## Task goal
Reading down the listing below, count the lines where the word "Option" shows up, then give only that count.
___ Available records ___
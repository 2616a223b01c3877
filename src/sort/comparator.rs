// Copyright 2026 DagFlow Authors
//
// Licensed under the Apache License, Version 2.0 (the "License");
// you may not use this file except in compliance with the License.
// You may obtain a copy of the License at
//
//     http://www.apache.org/licenses/LICENSE-2.0
//
// Unless required by applicable law or agreed to in writing, software
// distributed under the License is distributed on an "AS IS" BASIS,
// WITHOUT WARRANTIES OR CONDITIONS OF ANY KIND, either express or implied.
// See the License for the specific language governing permissions and
// limitations under the License.

//! Key comparators and the `IntSumAccumulator` helper.

use std::cmp::Ordering;
use std::sync::Arc;

/// Compares two keys' raw bytes. Shared via `Arc` since every sort/merge
/// participant needs its own handle to the same comparison function.
pub type Comparator = Arc<dyn Fn(&[u8], &[u8]) -> Ordering + Send + Sync>;

/// Lexicographic byte comparison — the default, type-agnostic comparator.
pub fn byte_comparator() -> Comparator {
    Arc::new(|a: &[u8], b: &[u8]| a.cmp(b))
}

/// An associative combiner over big-endian `i32` values: `existing + new`.
/// Collapses all values inserted for a key down to their sum.
pub fn int_sum_accumulator() -> Arc<dyn Fn(&[u8], &[u8]) -> Vec<u8> + Send + Sync> {
    Arc::new(|existing: &[u8], new: &[u8]| {
        let a = i32::from_be_bytes(existing.try_into().expect("4-byte big-endian i32"));
        let b = i32::from_be_bytes(new.try_into().expect("4-byte big-endian i32"));
        (a + b).to_be_bytes().to_vec()
    })
}

#[cfg(test)]
mod tests {
    use super::*;

    #[test]
    fn byte_comparator_orders_lexicographically() {
        let cmp = byte_comparator();
        assert_eq!(cmp(b"a", b"b"), Ordering::Less);
        assert_eq!(cmp(b"b", b"a"), Ordering::Greater);
        assert_eq!(cmp(b"a", b"a"), Ordering::Equal);
    }

    #[test]
    fn int_sum_accumulator_adds_big_endian_values() {
        let sum = int_sum_accumulator();
        let result = sum(&3i32.to_be_bytes(), &4i32.to_be_bytes());
        assert_eq!(i32::from_be_bytes(result.try_into().unwrap()), 7);
    }
}
//! TerminalRenderer: flushes a framebuffer to a real terminal.
//!
//! The first frame (and any frame after a resize) is a full redraw; later
//! frames only rewrite runs of glyphs that changed since the previous frame.

use std::io::{self, Write};

use anyhow::Result;

use crossterm::{
    cursor,
    style::{
        Attribute, Color, Print, ResetColor, SetAttribute, SetBackgroundColor, SetForegroundColor,
    },
    terminal, QueueableCommand,
};

use crate::fb::{CellStyle, FrameBuffer, Rgb};

pub struct TerminalRenderer {
    stdout: io::Stdout,
    last: Option<FrameBuffer>,
}

impl TerminalRenderer {
    pub fn new() -> Self {
        Self {
            stdout: io::stdout(),
            last: None,
        }
    }

    pub fn enter(&mut self) -> Result<()> {
        terminal::enable_raw_mode()?;
        self.stdout.queue(terminal::EnterAlternateScreen)?;
        self.stdout.queue(cursor::Hide)?;
        self.stdout.queue(terminal::DisableLineWrap)?;
        self.stdout.flush()?;
        Ok(())
    }

    pub fn exit(&mut self) -> Result<()> {
        self.stdout.queue(ResetColor)?;
        self.stdout.queue(SetAttribute(Attribute::Reset))?;
        self.stdout.queue(terminal::EnableLineWrap)?;
        self.stdout.queue(cursor::Show)?;
        self.stdout.queue(terminal::LeaveAlternateScreen)?;
        self.stdout.flush()?;
        terminal::disable_raw_mode()?;
        Ok(())
    }

    /// Draw a frame, diffing against the previously drawn one.
    pub fn draw(&mut self, fb: FrameBuffer) -> Result<()> {
        let same_size = self
            .last
            .as_ref()
            .map_or(false, |prev| prev.width() == fb.width() && prev.height() == fb.height());

        if !same_size {
            self.stdout.queue(terminal::Clear(terminal::ClearType::All))?;
        }

        let mut current: Option<CellStyle> = None;
        let runs = match self.last.as_ref().filter(|_| same_size) {
            Some(prev) => changed_runs(prev, &fb),
            None => (0..fb.height()).map(|y| (0, y, fb.width())).collect(),
        };

        for (x, y, len) in runs {
            self.stdout.queue(cursor::MoveTo(x, y))?;
            for dx in 0..len {
                let glyph = fb.get(x + dx, y).unwrap_or_default();
                if current != Some(glyph.style) {
                    self.apply_style(glyph.style)?;
                    current = Some(glyph.style);
                }
                self.stdout.queue(Print(glyph.ch))?;
            }
        }

        self.stdout.queue(ResetColor)?;
        self.stdout.queue(SetAttribute(Attribute::Reset))?;
        self.stdout.flush()?;
        self.last = Some(fb);
        Ok(())
    }

    fn apply_style(&mut self, style: CellStyle) -> Result<()> {
        self.stdout.queue(SetAttribute(Attribute::Reset))?;
        self.stdout.queue(SetForegroundColor(rgb_to_color(style.fg)))?;
        self.stdout.queue(SetBackgroundColor(rgb_to_color(style.bg)))?;
        if style.bold {
            self.stdout.queue(SetAttribute(Attribute::Bold))?;
        }
        Ok(())
    }
}

impl Default for TerminalRenderer {
    fn default() -> Self {
        Self::new()
    }
}

fn rgb_to_color(rgb: Rgb) -> Color {
    Color::Rgb {
        r: rgb.r,
        g: rgb.g,
        b: rgb.b,
    }
}

/// Horizontal runs `(x, y, len)` of glyphs that differ between two
/// equally-sized frames.
fn changed_runs(prev: &FrameBuffer, next: &FrameBuffer) -> Vec<(u16, u16, u16)> {
    let mut runs = Vec::new();
    for y in 0..next.height() {
        let mut x = 0;
        while x < next.width() {
            if prev.get(x, y) == next.get(x, y) {
                x += 1;
                continue;
            }
            let start = x;
            while x < next.width() && prev.get(x, y) != next.get(x, y) {
                x += 1;
            }
            runs.push((start, y, x - start));
        }
    }
    runs
}
//! Terminal input module (engine-facing).
//!
//! Maps `crossterm` key events into [`crate::types::GameAction`]. The engine
//! never sees key codes; it only receives the mapped commands.

pub mod map;

pub use blockfall_types as types;

pub use map::{handle_key_event, should_quit};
___
## Reply
2